The TGS program has proven to be an agile and beneficial asset to public health officials in the United States—quickly adapting to an evolving pandemic in real time since it launched in 2021.
Solution
An early warning system for incoming biological threats
Since its inception, the program has sequenced more than 14,000 samples and made the genomic data available on several public health platforms to enable further analysis. TGS is able to monitor and change focus as needed to identify priority pathogens.

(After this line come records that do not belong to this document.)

//! # Acquisition Module
//!
//! Runs both data-acquisition strategies against the backend and forwards
//! their results to the dashboard loop as `PulseUpdate`s.
//!
//! ## Key Components
//! - `AcquisitionManager`: owns the Tokio runtime and command processing
//! - `AcquisitionCommand`: requests from the dashboard (seed, shutdown)
//! - `PulseUpdate`: everything the dashboard loop consumes
//!
//! ## Strategies
//! - Poll: `/data` on a fixed interval. Every tick spawns its own request, so a
//!   slow response never delays the next tick and nothing in flight is cancelled.
//! - Push: `/events` on a blocking task, see `stream`.
//! - Legacy: `/energy` on its own interval when enabled.
//!
//! Failures are logged and the next tick tries again. There is no backoff.

use crate::backend::Backend;
use crate::config::Config;
use crate::pulse_data::PollBatch;
use crate::stream::{run_event_stream, StreamEvent};
use crate::timeseries::Sample;
use crate::visibility::Visibility;
use crossbeam_channel::Sender;
use std::sync::atomic::{AtomicBool, Ordering};
use std::sync::Arc;
use tokio::runtime::Runtime;
use tokio::sync::mpsc;
use tokio::time::{Instant, Interval, MissedTickBehavior};

/// Everything the dashboard loop reacts to
#[derive(Debug, Clone, PartialEq)]
pub enum PulseUpdate {
    /// Periodic `/data` response
    Batch(PollBatch),
    /// `/data` response requested for (re)initialization
    Seed(PollBatch),
    /// Legacy `/energy` reading
    Energy(Sample),
    Stream(StreamEvent),
    /// Host reported a visibility change
    Visibility(Visibility),
    Shutdown,
}

#[derive(Debug, Clone, PartialEq, Eq)]
pub enum AcquisitionCommand {
    /// Fetch `/data` once and reply with `PulseUpdate::Seed`
    Seed,
    Shutdown,
}

#[derive(Debug, Clone, Copy, PartialEq, Eq)]
pub enum FetchKind {
    Poll,
    Seed,
    Energy,
}

/// Perform one blocking fetch and forward the result.
///
/// Errors are logged and dropped; the caller's schedule decides when to try again.
pub fn fetch_once(backend: &dyn Backend, kind: FetchKind, sender: &Sender<PulseUpdate>) {
    let update = match kind {
        FetchKind::Poll | FetchKind::Seed => match backend.fetch_batch() {
            Ok(batch) if kind == FetchKind::Seed => PulseUpdate::Seed(batch),
            Ok(batch) => PulseUpdate::Batch(batch),
            Err(e) => {
                log::warn!("{:?} fetch skipped: {}", kind, e);
                return;
            }
        },
        FetchKind::Energy => match backend.fetch_energy() {
            Ok(reading) => PulseUpdate::Energy(reading),
            Err(e) => {
                log::warn!("Energy fetch skipped: {}", e);
                return;
            }
        },
    };

    if sender.send(update).is_err() {
        log::debug!("Dashboard gone, dropping {:?} result", kind);
    }
}

/// Runs acquisition on a dedicated thread with its own Tokio runtime.
pub struct AcquisitionManager {
    config: Config,
    backend: Arc<dyn Backend>,
    command_receiver: mpsc::UnboundedReceiver<AcquisitionCommand>,
    update_sender: Sender<PulseUpdate>,
}

impl AcquisitionManager {
    /// Returns the manager and a sender for issuing commands from the dashboard.
    pub fn new(
        config: Config,
        backend: Arc<dyn Backend>,
        update_sender: Sender<PulseUpdate>,
    ) -> (Self, mpsc::UnboundedSender<AcquisitionCommand>) {
        let (command_sender, command_receiver) = mpsc::unbounded_channel();

        let manager = AcquisitionManager {
            config,
            backend,
            command_receiver,
            update_sender,
        };

        (manager, command_sender)
    }

    /// Blocks until a shutdown command arrives or the command channel closes.
    pub fn run(self) {
        let rt = match Runtime::new() {
            Ok(runtime) => runtime,
            Err(e) => {
                log::error!("Failed to create async runtime: {}", e);
                return;
            }
        };

        rt.block_on(self.serve());

        // The stream reader may be parked in a blocking read; don't wait for it
        rt.shutdown_background();
        log::info!("Acquisition: shut down");
    }

    async fn serve(mut self) {
        let should_stop = Arc::new(AtomicBool::new(false));

        {
            let backend = self.backend.clone();
            let sender = self.update_sender.clone();
            let retry = self.config.stream_retry();
            let stop = should_stop.clone();
            tokio::task::spawn_blocking(move || {
                run_event_stream(backend.as_ref(), &sender, retry, &stop);
            });
        }

        // The startup seed covers the first fetch, so polling starts one period later
        let mut poll = delayed_interval(self.config.poll_interval());
        let mut energy = self
            .config
            .enable_energy_poll
            .then(|| delayed_interval(self.config.energy_poll_interval()));

        log::info!(
            "Acquisition: polling {} every {:?}",
            self.config.endpoint(crate::pulse_data::DATA_PATH),
            self.config.poll_interval()
        );

        loop {
            tokio::select! {
                _ = poll.tick() => self.spawn_fetch(FetchKind::Poll),
                _ = next_tick(&mut energy) => self.spawn_fetch(FetchKind::Energy),
                command = self.command_receiver.recv() => match command {
                    Some(AcquisitionCommand::Seed) => {
                        log::debug!("Acquisition: seed requested");
                        self.spawn_fetch(FetchKind::Seed);
                    }
                    Some(AcquisitionCommand::Shutdown) | None => {
                        log::info!("Acquisition: shutdown requested");
                        break;
                    }
                },
            }
        }

        should_stop.store(true, Ordering::Relaxed);
    }

    fn spawn_fetch(&self, kind: FetchKind) {
        let backend = self.backend.clone();
        let sender = self.update_sender.clone();
        tokio::task::spawn_blocking(move || fetch_once(backend.as_ref(), kind, &sender));
    }
}

fn delayed_interval(period: std::time::Duration) -> Interval {
    let mut interval = tokio::time::interval_at(Instant::now() + period, period);
    interval.set_missed_tick_behavior(MissedTickBehavior::Skip);
    interval
}

async fn next_tick(interval: &mut Option<Interval>) {
    match interval {
        Some(i) => {
            i.tick().await;
        }
        None => std::future::pending().await,
    }
}

#[cfg(test)]
mod tests {
    use super::*;
    use crate::error::FetchError;
    use crate::timeseries::Peak;
    use std::io::{BufRead, Cursor};
    use std::sync::Mutex;
    use std::time::Duration;

    struct FakeBackend {
        batch: Result<PollBatch, FetchError>,
        energy: Result<Sample, FetchError>,
        batch_calls: Mutex<usize>,
    }

    impl FakeBackend {
        fn ok() -> Self {
            Self {
                batch: Ok(PollBatch {
                    data: vec![Sample { timestamp: 1000, value: 0.5 }],
                    peaks: vec![Peak { timestamp: 1000, magnitude: 0.5 }],
                }),
                energy: Ok(Sample { timestamp: 7, value: 42.0 }),
                batch_calls: Mutex::new(0),
            }
        }
    }

    impl Backend for FakeBackend {
        fn fetch_batch(&self) -> Result<PollBatch, FetchError> {
            *self.batch_calls.lock().unwrap() += 1;
            self.batch.clone()
        }

        fn fetch_energy(&self) -> Result<Sample, FetchError> {
            self.energy.clone()
        }

        fn open_events(&self, _last_event_id: Option<&str>) -> Result<Box<dyn BufRead + Send>, FetchError> {
            // Empty stream: opens, closes immediately, then reconnects after the retry delay
            Ok(Box::new(Cursor::new(Vec::new())))
        }
    }

    #[test]
    fn test_fetch_once_routes_by_kind() {
        let backend = FakeBackend::ok();
        let (tx, rx) = crossbeam_channel::unbounded();

        fetch_once(&backend, FetchKind::Poll, &tx);
        fetch_once(&backend, FetchKind::Seed, &tx);
        fetch_once(&backend, FetchKind::Energy, &tx);

        assert!(matches!(rx.try_recv(), Ok(PulseUpdate::Batch(_))));
        assert!(matches!(rx.try_recv(), Ok(PulseUpdate::Seed(_))));
        assert_eq!(
            rx.try_recv().ok(),
            Some(PulseUpdate::Energy(Sample { timestamp: 7, value: 42.0 }))
        );
    }

    #[test]
    fn test_fetch_failure_sends_nothing() {
        let backend = FakeBackend {
            batch: Err(FetchError::Status { status: 500, url: "/data".into() }),
            energy: Err(FetchError::Transport("timeout".into())),
            batch_calls: Mutex::new(0),
        };
        let (tx, rx) = crossbeam_channel::unbounded();

        fetch_once(&backend, FetchKind::Poll, &tx);
        fetch_once(&backend, FetchKind::Energy, &tx);

        assert!(rx.try_recv().is_err());
    }

    #[test]
    fn test_manager_seeds_on_command_and_shuts_down() {
        let backend = Arc::new(FakeBackend::ok());
        let config = Config {
            // Long enough that no poll tick fires during the test
            poll_interval_ms: 60_000,
            stream_retry_ms: 60_000,
            ..Config::default()
        };
        let (tx, rx) = crossbeam_channel::unbounded();
        let (manager, commands) = AcquisitionManager::new(config, backend.clone(), tx);

        let handle = std::thread::spawn(move || manager.run());
        commands.send(AcquisitionCommand::Seed).expect("manager running");

        let seed = loop {
            match rx.recv_timeout(Duration::from_secs(5)).expect("update within 5s") {
                PulseUpdate::Seed(batch) => break batch,
                _ => continue,
            }
        };
        assert_eq!(seed.data.len(), 1);

        commands.send(AcquisitionCommand::Shutdown).expect("manager running");
        handle.join().expect("manager thread");
        assert_eq!(*backend.batch_calls.lock().unwrap(), 1);
    }
}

The TGS program can augment global surveillance systems, especially as testing and sequencing information become limited as COVID-19 monitoring wanes.
Impact
Biosecurity is national security
TGS was among the first to detect many new SARS-CoV-2 variants entering the United States up to six weeks before they were reported elsewhere, including Omicron BA2, BA3, XBB, and BA2.86 – demonstrating the program’s valuable ability to detect new variants early.
As the early warning system grows, we’ll be better prepared to respond to biological threats.